I'd like to implement this grammar rule using Haskell's parsec library:
((a | b | c)* (a | b))?
Which is a parser rule that accepts an optional (i.e. potentially empty) string. If the string it acccepts is not empty, then it can be consumed by passing through zero or more occurrences of the a
b
or c
parsers, but the accepted string by the outer most ?

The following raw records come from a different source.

//! Record definitions, pairing declared field layouts with catalog schemas.

use std::borrow::Cow;

use tracing::{debug, warn};

use crate::profile::{Catalog, CatalogEntry, FieldSchema, unknown_name};
use crate::sans::data::BaseType;
use crate::sans::definition::{DefinitionMessage, DeveloperFieldHeader, FieldHeader};
use crate::sans::header::DefinitionHeader;
use crate::value::Value;

use super::Error;
use super::developer::{DeveloperFieldDescriptor, DeveloperFields};
use super::field::{self, Semantics};
use super::slice::take;

/// A field as declared by a definition record.
#[derive(Debug, Clone, PartialEq)]
pub struct FieldDefinition {
    pub number: u8,
    /// Size of the field in bytes.
    pub size: u8,
    pub base_type: BaseType,
    /// The catalog schema of the field, if known.
    pub schema: Option<FieldSchema>,
}

impl FieldDefinition {
    pub fn name(&self) -> Option<&'static str> {
        self.schema.map(|s| s.name)
    }

    /// Decode the bytes of this field.
    pub fn decode(&self, r: &[u8], is_le: bool) -> Option<Value> {
        let semantics = self.schema.as_ref().map(Semantics::from);
        field::decode(self.base_type, semantics.as_ref(), r, is_le)
    }
}

/// A developer field as declared by a definition record.
#[derive(Debug, Clone, PartialEq)]
pub struct DeveloperFieldDefinition {
    pub number: u8,
    pub size: u8,
    pub developer_data_index: u8,
    /// The matching `field_description`, if one preceded the definition.
    pub descriptor: Option<DeveloperFieldDescriptor>,
}

impl DeveloperFieldDefinition {
    pub fn name(&self) -> Option<&str> {
        self.descriptor.as_ref().and_then(|d| d.name.as_deref())
    }

    /// Decode the bytes of this field. Fields without a descriptor decode
    /// as raw bytes.
    pub fn decode(&self, r: &[u8], is_le: bool) -> Option<Value> {
        match &self.descriptor {
            Some(d) => field::decode(d.base_type, Some(&Semantics::from(d)), r, is_le),
            None => field::decode_bytes(r),
        }
    }
}

/// The layout of data records for a local message number.
#[derive(Debug, Clone, PartialEq)]
pub struct RecordDefinition {
    pub local_message: u8,
    pub is_little_endian: bool,
    pub global_message: u16,
    /// The catalog name of the message, if known.
    pub message_name: Option<&'static str>,
    pub fields: Vec<FieldDefinition>,
    pub developer_fields: Vec<DeveloperFieldDefinition>,
}

impl RecordDefinition {
    /// Decode the body of a definition record, starting at offset `i` of `r`
    /// and advancing it.
    ///
    /// Developer fields are resolved against the declarations seen so far.
    pub fn parse<C: Catalog + ?Sized>(
        header: DefinitionHeader,
        r: &[u8],
        i: &mut usize,
        catalog: &C,
        developer: &DeveloperFields,
    ) -> Result<Self, Error> {
        let message = DefinitionMessage::parse(take(r, i)?);
        let global_message = message.global_message();
        let entry = catalog.lookup(global_message);

        if !entry.is_known() {
            debug!(global_message, "Found definition of an unknown message.");
        }

        let fields = (0..message.field_count)
            .map(|_| {
                let FieldHeader {
                    number,
                    size,
                    base_type,
                } = FieldHeader::parse(take(r, i)?);

                Ok(FieldDefinition {
                    number,
                    size,
                    base_type: BaseType::from_id(base_type)
                        .ok_or(Error::UnknownBaseType(base_type))?,
                    schema: entry.field(number),
                })
            })
            .collect::<Result<Vec<_>, Error>>()?;

        let developer_fields = if header.has_developer_fields {
            let [count] = take(r, i)?;

            (0..count)
                .map(|_| {
                    let DeveloperFieldHeader {
                        number,
                        size,
                        developer_data_index,
                    } = DeveloperFieldHeader::parse(take(r, i)?);

                    let descriptor = developer.resolve(developer_data_index, number).cloned();
                    if descriptor.is_none() {
                        warn!(
                            global_message,
                            developer_data_index,
                            field_number = number,
                            "Found developer field without a description."
                        );
                    }

                    Ok(DeveloperFieldDefinition {
                        number,
                        size,
                        developer_data_index,
                        descriptor,
                    })
                })
                .collect::<Result<Vec<_>, Error>>()?
        } else {
            Vec::new()
        };

        Ok(Self {
            local_message: header.local_message,
            is_little_endian: message.is_little_endian(),
            global_message,
            message_name: match entry {
                CatalogEntry::Known(m) => Some(m.name),
                CatalogEntry::Unknown(_) => None,
            },
            fields,
            developer_fields,
        })
    }

    /// Append the encoded definition record, including its record header.
    pub fn generate(&self, out: &mut Vec<u8>) {
        let header = DefinitionHeader {
            local_message: self.local_message,
            has_developer_fields: !self.developer_fields.is_empty(),
        };
        out.push(header.encode());

        let message = DefinitionMessage::new(
            self.is_little_endian,
            self.global_message,
            self.fields.len() as u8,
        );
        out.extend_from_slice(&message.to_bytes());

        for field in &self.fields {
            let header = FieldHeader {
                number: field.number,
                size: field.size,
                base_type: field.base_type.id(),
            };
            out.extend_from_slice(&header.to_bytes());
        }

        if !self.developer_fields.is_empty() {
            out.push(self.developer_fields.len() as u8);

            for field in &self.developer_fields {
                let header = DeveloperFieldHeader {
                    number: field.number,
                    size: field.size,
                    developer_data_index: field.developer_data_index,
                };
                out.extend_from_slice(&header.to_bytes());
            }
        }
    }

    /// The message name, synthesized from the number for unknown messages.
    pub fn name(&self) -> Cow<'static, str> {
        match self.message_name {
            Some(name) => Cow::Borrowed(name),
            None => Cow::Owned(unknown_name(self.global_message)),
        }
    }

    pub fn field(&self, number: u8) -> Option<&FieldDefinition> {
        self.fields.iter().find(|f| f.number == number)
    }

    /// Size of the fields of a data record, excluding developer fields.
    pub fn fields_size(&self) -> usize {
        self.fields.iter().map(|f| f.size as usize).sum()
    }

    /// Size of a data record body.
    pub fn data_size(&self) -> usize {
        self.fields_size()
            + self
                .developer_fields
                .iter()
                .map(|f| f.size as usize)
                .sum::<usize>()
    }
}

#[cfg(all(test, feature = "profile"))]
mod tests {
    use super::*;
    use crate::profile::PROFILE;

    const BODY: [u8; 11] = [0, 1, 0x00, 0x14, 2, 253, 4, 0x86, 7, 2, 0x84];

    #[test]
    fn parse_big_endian_record_definition() {
        let header = DefinitionHeader {
            local_message: 2,
            has_developer_fields: false,
        };
        let i = &mut 0;
        let definition =
            RecordDefinition::parse(header, &BODY, i, &PROFILE, &DeveloperFields::default())
                .unwrap();

        assert_eq!(*i, BODY.len());
        assert!(!definition.is_little_endian);
        assert_eq!(definition.global_message, 20);
        assert_eq!(definition.name(), "record");
        assert_eq!(definition.data_size(), 6);
        assert_eq!(definition.field(7).and_then(FieldDefinition::name), Some("power"));

        let mut out = vec![];
        definition.generate(&mut out);
        assert_eq!(out[0], 0x42);
        assert_eq!(out[1..], BODY);
    }

    #[test]
    fn unknown_base_type_is_an_error() {
        let header = DefinitionHeader {
            local_message: 0,
            has_developer_fields: false,
        };
        let body = [0, 0, 0x14, 0x00, 1, 3, 1, 0x1F];
        let result =
            RecordDefinition::parse(header, &body, &mut 0, &PROFILE, &DeveloperFields::default());

        assert!(matches!(result, Err(Error::UnknownBaseType(0x1F))));
    }

    #[test]
    fn truncated_definition_is_an_error() {
        let header = DefinitionHeader {
            local_message: 0,
            has_developer_fields: true,
        };
        let body = [0, 0, 0x14, 0x00, 0];
        let result =
            RecordDefinition::parse(header, &body, &mut 0, &PROFILE, &DeveloperFields::default());

        assert!(matches!(result, Err(Error::EndOfSlice)));
    }
}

optional parser must be consumed either by parser a
or b
, but not c
. Here's an example:
module Main where
import Text.Parsec
import Text.Parsec.Text
a,b,c :: GenParser () Char
a = char 'a'
b = char 'b'
c = char 'c'
-- ((a | b | c)* (a | b))?
myParser = undefined
shouldParse1,shouldParse2,shouldParse3,
shouldParse4,shouldFail :: Either ParseError String
-- these should succeed
shouldParse1 = runParser myParser () "" "" -- because ? optional
shouldParse2 = runParser myParser () "" "b"
shouldParse3 = runParser myParser () "" "ccccccb"
shouldParse4 = runParser myParser () "" "aabccab"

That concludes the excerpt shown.